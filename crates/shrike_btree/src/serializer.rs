//! Block-level serializer: one file per store, holding a header and a
//! sequence of checksummed snapshot records.
//!
//! Record layout: `len: u64 | crc32(payload): u32 | payload`. `open`
//! replays to the last intact record and discards a torn tail, so a
//! crash mid-append loses at most the unflushed window. When the file
//! grows well past the live snapshot size it is compacted through a
//! rename, never truncated in place.

use parking_lot::Mutex;
use std::fs::{File, OpenOptions};
use std::io::{Read, Seek, SeekFrom, Write};
use std::path::{Path, PathBuf};

use shrike_common::error::{CodecError, StoreError};

const MAGIC: [u8; 8] = *b"SHRKSER1";
const FORMAT_VERSION: u32 = 1;
const HEADER_LEN: u64 = 12;
/// Record header: `len: u64 | crc32: u32`.
const RECORD_HEADER_LEN: usize = 12;
/// Compact once the file exceeds this multiple of the live snapshot.
const COMPACT_FACTOR: u64 = 4;

pub struct Serializer {
    path: PathBuf,
    file: Mutex<File>,
}

impl Serializer {
    /// Format a fresh file, discarding any previous contents.
    pub fn create(path: &Path) -> Result<Serializer, StoreError> {
        let mut file = OpenOptions::new()
            .read(true)
            .write(true)
            .create(true)
            .truncate(true)
            .open(path)?;
        file.write_all(&MAGIC)?;
        file.write_all(&FORMAT_VERSION.to_le_bytes())?;
        file.sync_data()?;
        tracing::debug!(path = %path.display(), "serializer file formatted");
        Ok(Serializer {
            path: path.to_path_buf(),
            file: Mutex::new(file),
        })
    }

    /// Open an existing file, validating the header and replaying to the
    /// last intact snapshot record.
    pub fn open(path: &Path) -> Result<(Serializer, Option<Vec<u8>>), StoreError> {
        let mut file = OpenOptions::new().read(true).write(true).open(path)?;
        let mut contents = Vec::new();
        file.read_to_end(&mut contents)?;
        if contents.len() < HEADER_LEN as usize {
            return Err(StoreError::Corruption(CodecError::BadMagic));
        }
        if contents[..8] != MAGIC {
            return Err(StoreError::Corruption(CodecError::BadMagic));
        }
        let version = u32::from_le_bytes(contents[8..12].try_into().unwrap());
        if version != FORMAT_VERSION {
            return Err(StoreError::Corruption(CodecError::BadVersion(version)));
        }

        let mut last_good: Option<Vec<u8>> = None;
        let mut intact_len = HEADER_LEN as usize;
        let mut cursor = HEADER_LEN as usize;
        while contents.len() - cursor >= RECORD_HEADER_LEN {
            let len = u64::from_le_bytes(contents[cursor..cursor + 8].try_into().unwrap()) as usize;
            let stored = u32::from_le_bytes(contents[cursor + 8..cursor + 12].try_into().unwrap());
            let payload_start = cursor + RECORD_HEADER_LEN;
            let Some(payload_end) = payload_start.checked_add(len) else {
                break;
            };
            if payload_end > contents.len() {
                break; // torn tail
            }
            let payload = &contents[payload_start..payload_end];
            let computed = crc32fast::hash(payload);
            if computed != stored {
                let err = CodecError::ChecksumMismatch { stored, computed };
                tracing::warn!(
                    path = %path.display(),
                    offset = cursor,
                    %err,
                    "discarding snapshot record"
                );
                break;
            }
            last_good = Some(payload.to_vec());
            intact_len = payload_end;
            cursor = payload_end;
        }

        // Drop any torn tail so the next append starts on a record edge.
        if intact_len < contents.len() {
            file.set_len(intact_len as u64)?;
            file.sync_data()?;
        }
        file.seek(SeekFrom::End(0))?;
        Ok((
            Serializer {
                path: path.to_path_buf(),
                file: Mutex::new(file),
            },
            last_good,
        ))
    }

    /// Append a snapshot record, compacting first when the file has grown
    /// past `COMPACT_FACTOR` times the payload.
    pub fn commit_snapshot(&self, payload: &[u8]) -> Result<(), StoreError> {
        let mut file = self.file.lock();
        let record_len = RECORD_HEADER_LEN as u64 + payload.len() as u64;
        let current_len = file.metadata()?.len();
        if current_len > HEADER_LEN + COMPACT_FACTOR * record_len {
            *file = self.compact(payload)?;
            return Ok(());
        }
        file.seek(SeekFrom::End(0))?;
        file.write_all(&(payload.len() as u64).to_le_bytes())?;
        file.write_all(&crc32fast::hash(payload).to_le_bytes())?;
        file.write_all(payload)?;
        file.sync_data()?;
        Ok(())
    }

    /// Rewrite the file as header + one record, atomically via rename.
    fn compact(&self, payload: &[u8]) -> Result<File, StoreError> {
        let tmp_path = self.path.with_extension("compact");
        let mut tmp = OpenOptions::new()
            .read(true)
            .write(true)
            .create(true)
            .truncate(true)
            .open(&tmp_path)?;
        tmp.write_all(&MAGIC)?;
        tmp.write_all(&FORMAT_VERSION.to_le_bytes())?;
        tmp.write_all(&(payload.len() as u64).to_le_bytes())?;
        tmp.write_all(&crc32fast::hash(payload).to_le_bytes())?;
        tmp.write_all(payload)?;
        tmp.sync_data()?;
        std::fs::rename(&tmp_path, &self.path)?;
        tracing::debug!(path = %self.path.display(), "serializer file compacted");
        Ok(tmp)
    }
}

#[cfg(test)]
mod tests {
    use super::*;

    #[test]
    fn test_create_then_open_empty() {
        let dir = tempfile::tempdir().unwrap();
        let path = dir.path().join("store.shrike");
        Serializer::create(&path).unwrap();
        let (_ser, snapshot) = Serializer::open(&path).unwrap();
        assert!(snapshot.is_none());
    }

    #[test]
    fn test_last_snapshot_wins() {
        let dir = tempfile::tempdir().unwrap();
        let path = dir.path().join("store.shrike");
        let ser = Serializer::create(&path).unwrap();
        ser.commit_snapshot(b"one").unwrap();
        ser.commit_snapshot(b"two").unwrap();
        drop(ser);
        let (_ser, snapshot) = Serializer::open(&path).unwrap();
        assert_eq!(snapshot.as_deref(), Some(b"two".as_ref()));
    }

    #[test]
    fn test_torn_tail_discarded() {
        let dir = tempfile::tempdir().unwrap();
        let path = dir.path().join("store.shrike");
        let ser = Serializer::create(&path).unwrap();
        ser.commit_snapshot(b"good").unwrap();
        drop(ser);
        // Simulate a crash mid-append: a record header with no payload.
        let mut file = OpenOptions::new().append(true).open(&path).unwrap();
        file.write_all(&100u64.to_le_bytes()).unwrap();
        file.write_all(&0u32.to_le_bytes()).unwrap();
        drop(file);
        let (_ser, snapshot) = Serializer::open(&path).unwrap();
        assert_eq!(snapshot.as_deref(), Some(b"good".as_ref()));
    }

    #[test]
    fn test_corrupt_checksum_discarded() {
        let dir = tempfile::tempdir().unwrap();
        let path = dir.path().join("store.shrike");
        let ser = Serializer::create(&path).unwrap();
        ser.commit_snapshot(b"first").unwrap();
        ser.commit_snapshot(b"second").unwrap();
        drop(ser);
        // Flip a byte in the final record's payload.
        let mut contents = std::fs::read(&path).unwrap();
        let last = contents.len() - 1;
        contents[last] ^= 0xff;
        std::fs::write(&path, &contents).unwrap();
        let (_ser, snapshot) = Serializer::open(&path).unwrap();
        assert_eq!(snapshot.as_deref(), Some(b"first".as_ref()));
    }

    #[test]
    fn test_bad_magic_rejected() {
        let dir = tempfile::tempdir().unwrap();
        let path = dir.path().join("store.shrike");
        std::fs::write(&path, b"NOTSHRIKE___").unwrap();
        assert!(Serializer::open(&path).is_err());
    }

    #[test]
    fn test_compaction_preserves_snapshot() {
        let dir = tempfile::tempdir().unwrap();
        let path = dir.path().join("store.shrike");
        let ser = Serializer::create(&path).unwrap();
        for i in 0..50u32 {
            ser.commit_snapshot(format!("snapshot-{i}").as_bytes()).unwrap();
        }
        let len = std::fs::metadata(&path).unwrap().len();
        // Far smaller than 50 uncompacted records.
        assert!(len < 50 * 16, "file not compacted: {len} bytes");
        drop(ser);
        let (_ser, snapshot) = Serializer::open(&path).unwrap();
        assert_eq!(snapshot.as_deref(), Some(b"snapshot-49".as_ref()));
    }
}
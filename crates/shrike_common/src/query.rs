//! The query/mutation algebra and its routing operations.
//!
//! The cluster layer calls `get_region` to find a query's footprint,
//! `shard` to rewrite it for one store's sub-region, and `unshard` to
//! stitch per-shard responses back together. Reads are point gets and
//! range gets; every write targets a single key.
//!
//! The variant set is a closed sum type on purpose: adding a query kind
//! is a breaking change that every dispatch site must acknowledge.

use bytes::Bytes;
use std::fmt;

use crate::error::RoutingError;
use crate::key::StoreKey;
use crate::merge::MergeOrderedIter;
use crate::region::Region;
use crate::types::Cas;

// ── reads ────────────────────────────────────────────────────────────────

#[derive(Debug, Clone, PartialEq, Eq)]
pub enum ReadQuery {
    /// Point lookup.
    Get { key: StoreKey },
    /// Range lookup over a canonical region.
    Rget { range: Region },
}

impl ReadQuery {
    /// The region this read touches: `[key, key]` for a point get, the
    /// canonical range for an rget.
    pub fn get_region(&self) -> Region {
        match self {
            ReadQuery::Get { key } => Region::point(key),
            ReadQuery::Rget { range } => range.clone(),
        }
    }

    /// Rewrite for the sub-region `region` owned by one shard.
    ///
    /// A point get only shards to its own region; an rget shards to any
    /// sub-region of its range, and the result is expressed in canonical
    /// form so the backend sees the same shape however the caller phrased
    /// its bounds.
    pub fn shard(&self, region: &Region) -> Result<ReadQuery, RoutingError> {
        match self {
            ReadQuery::Get { key } => {
                if region != &Region::point(key) {
                    return Err(RoutingError::RegionMismatch {
                        context: format!("point get on {key} sharded to {region}"),
                    });
                }
                Ok(self.clone())
            }
            ReadQuery::Rget { range } => {
                if !range.is_superset(region) {
                    return Err(RoutingError::RegionMismatch {
                        context: format!("rget over {range} sharded to non-subregion {region}"),
                    });
                }
                Ok(ReadQuery::Rget {
                    range: region.clone(),
                })
            }
        }
    }

    /// Stitch per-shard responses back into one response.
    ///
    /// Point gets expect exactly one response; rgets merge the per-shard
    /// lazy sequences into a single globally ascending sequence.
    pub fn unshard(&self, responses: Vec<ReadResponse>) -> Result<ReadResponse, RoutingError> {
        match self {
            ReadQuery::Get { .. } => {
                let got = responses.len();
                let mut responses = responses;
                match (responses.pop(), got) {
                    (Some(ReadResponse::Get(result)), 1) => Ok(ReadResponse::Get(result)),
                    (Some(_), 1) => Err(RoutingError::InvariantViolated(
                        "point get unsharded a range response".into(),
                    )),
                    _ => Err(RoutingError::ArityMismatch { expected: 1, got }),
                }
            }
            ReadQuery::Rget { .. } => {
                let mut streams = Vec::with_capacity(responses.len());
                for response in responses {
                    match response {
                        ReadResponse::Rget(stream) => streams.push(stream),
                        ReadResponse::Get(_) => {
                            return Err(RoutingError::InvariantViolated(
                                "rget unsharded a point response".into(),
                            ));
                        }
                    }
                }
                Ok(ReadResponse::Rget(RgetStream::new(MergeOrderedIter::new(
                    streams,
                ))))
            }
        }
    }
}

/// A lazy, finite, single-pass sequence of `(key, value)` in ascending
/// key order. Consuming it holds the underlying read snapshot alive
/// until exhausted or dropped.
pub struct RgetStream {
    inner: Box<dyn Iterator<Item = (StoreKey, Bytes)> + Send>,
}

impl RgetStream {
    pub fn new(inner: impl Iterator<Item = (StoreKey, Bytes)> + Send + 'static) -> RgetStream {
        RgetStream {
            inner: Box::new(inner),
        }
    }

    /// Drain into a vector; test and small-result convenience.
    pub fn collect_pairs(self) -> Vec<(StoreKey, Bytes)> {
        self.collect()
    }
}

impl Iterator for RgetStream {
    type Item = (StoreKey, Bytes);

    fn next(&mut self) -> Option<(StoreKey, Bytes)> {
        self.inner.next()
    }
}

impl fmt::Debug for RgetStream {
    fn fmt(&self, f: &mut fmt::Formatter<'_>) -> fmt::Result {
        write!(f, "RgetStream(..)")
    }
}

#[derive(Debug)]
pub enum ReadResponse {
    Get(GetResult),
    Rget(RgetStream),
}

/// Result of a point lookup.
#[derive(Debug, Clone, PartialEq, Eq)]
pub enum GetResult {
    Value { value: Bytes, flags: u32, cas: Cas },
    Miss,
}

// ── writes ───────────────────────────────────────────────────────────────

#[derive(Debug, Clone, Copy, PartialEq, Eq)]
pub enum AddPolicy {
    Yes,
    No,
}

#[derive(Debug, Clone, Copy, PartialEq, Eq)]
pub enum ReplacePolicy {
    Yes,
    No,
}

#[derive(Debug, Clone, Copy, PartialEq, Eq)]
pub enum ArithmeticKind {
    Incr,
    Decr,
}

#[derive(Debug, Clone, Copy, PartialEq, Eq)]
pub enum ExtendKind {
    Append,
    Prepend,
}

#[derive(Debug, Clone, PartialEq, Eq)]
pub enum WriteQuery {
    /// Read the value and mint a cas if none exists yet.
    GetCas { key: StoreKey },
    /// Set/add/replace/cas, depending on the policies and `old_cas`.
    Sarc {
        key: StoreKey,
        data: Bytes,
        flags: u32,
        exptime: u32,
        add_policy: AddPolicy,
        replace_policy: ReplacePolicy,
        /// `Cas::INVALID` skips the compare; otherwise the stored cas
        /// must match or the write reports `Exists`.
        old_cas: Cas,
    },
    IncrDecr {
        key: StoreKey,
        kind: ArithmeticKind,
        amount: u64,
    },
    AppendPrepend {
        key: StoreKey,
        data: Bytes,
        kind: ExtendKind,
    },
    Delete {
        key: StoreKey,
        /// Backfill replay sets this: the deletion must not re-enter the
        /// realtime delete queue owned by the streaming layer.
        suppress_delete_queue: bool,
    },
}

impl WriteQuery {
    pub fn key(&self) -> &StoreKey {
        match self {
            WriteQuery::GetCas { key }
            | WriteQuery::Sarc { key, .. }
            | WriteQuery::IncrDecr { key, .. }
            | WriteQuery::AppendPrepend { key, .. }
            | WriteQuery::Delete { key, .. } => key,
        }
    }

    /// Writes always target exactly their key's region.
    pub fn get_region(&self) -> Region {
        Region::point(self.key())
    }

    /// Writes are single-key: sharding to anything but the full region is
    /// a routing bug.
    pub fn shard(&self, region: &Region) -> Result<WriteQuery, RoutingError> {
        if region != &self.get_region() {
            return Err(RoutingError::RegionMismatch {
                context: format!("write on {} sharded to {region}", self.key()),
            });
        }
        Ok(self.clone())
    }

    /// A write produced exactly one per-shard response.
    pub fn unshard(&self, mut responses: Vec<WriteResponse>) -> Result<WriteResponse, RoutingError> {
        let got = responses.len();
        match (responses.pop(), got) {
            (Some(response), 1) => Ok(response),
            _ => Err(RoutingError::ArityMismatch { expected: 1, got }),
        }
    }
}

/// Result of a sarc write.
#[derive(Debug, Clone, Copy, PartialEq, Eq)]
pub enum SetResult {
    Stored,
    /// A policy (add/replace) rejected the write.
    NotStored,
    /// `old_cas` did not match the stored cas.
    Exists,
    /// `old_cas` was supplied but the key is absent.
    NotFound,
}

#[derive(Debug, Clone, Copy, PartialEq, Eq)]
pub enum ArithmeticResult {
    New(u64),
    NotFound,
    NotNumeric,
}

#[derive(Debug, Clone, Copy, PartialEq, Eq)]
pub enum ExtendResult {
    Stored,
    NotFound,
}

#[derive(Debug, Clone, Copy, PartialEq, Eq)]
pub enum DeleteResult {
    Deleted,
    NotFound,
}

#[derive(Debug, Clone, PartialEq, Eq)]
pub enum WriteResponse {
    GetCas(GetResult),
    Sarc(SetResult),
    IncrDecr(ArithmeticResult),
    AppendPrepend(ExtendResult),
    Delete(DeleteResult),
}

*****

## To do
The lines to extract from the data above begin with the line containing "-> Result<WriteQuery, RoutingError>" and end with the line containing "a sarc write.". Extract them exactly, including both.

## Written answer
    pub fn shard(&self, region: &Region) -> Result<WriteQuery, RoutingError> {
        if region != &self.get_region() {
            return Err(RoutingError::RegionMismatch {
                context: format!("write on {} sharded to {region}", self.key()),
            });
        }
        Ok(self.clone())
    }

    /// A write produced exactly one per-shard response.
    pub fn unshard(&self, mut responses: Vec<WriteResponse>) -> Result<WriteResponse, RoutingError> {
        let got = responses.len();
        match (responses.pop(), got) {
            (Some(response), 1) => Ok(response),
            _ => Err(RoutingError::ArityMismatch { expected: 1, got }),
        }
    }
}

/// Result of a sarc write.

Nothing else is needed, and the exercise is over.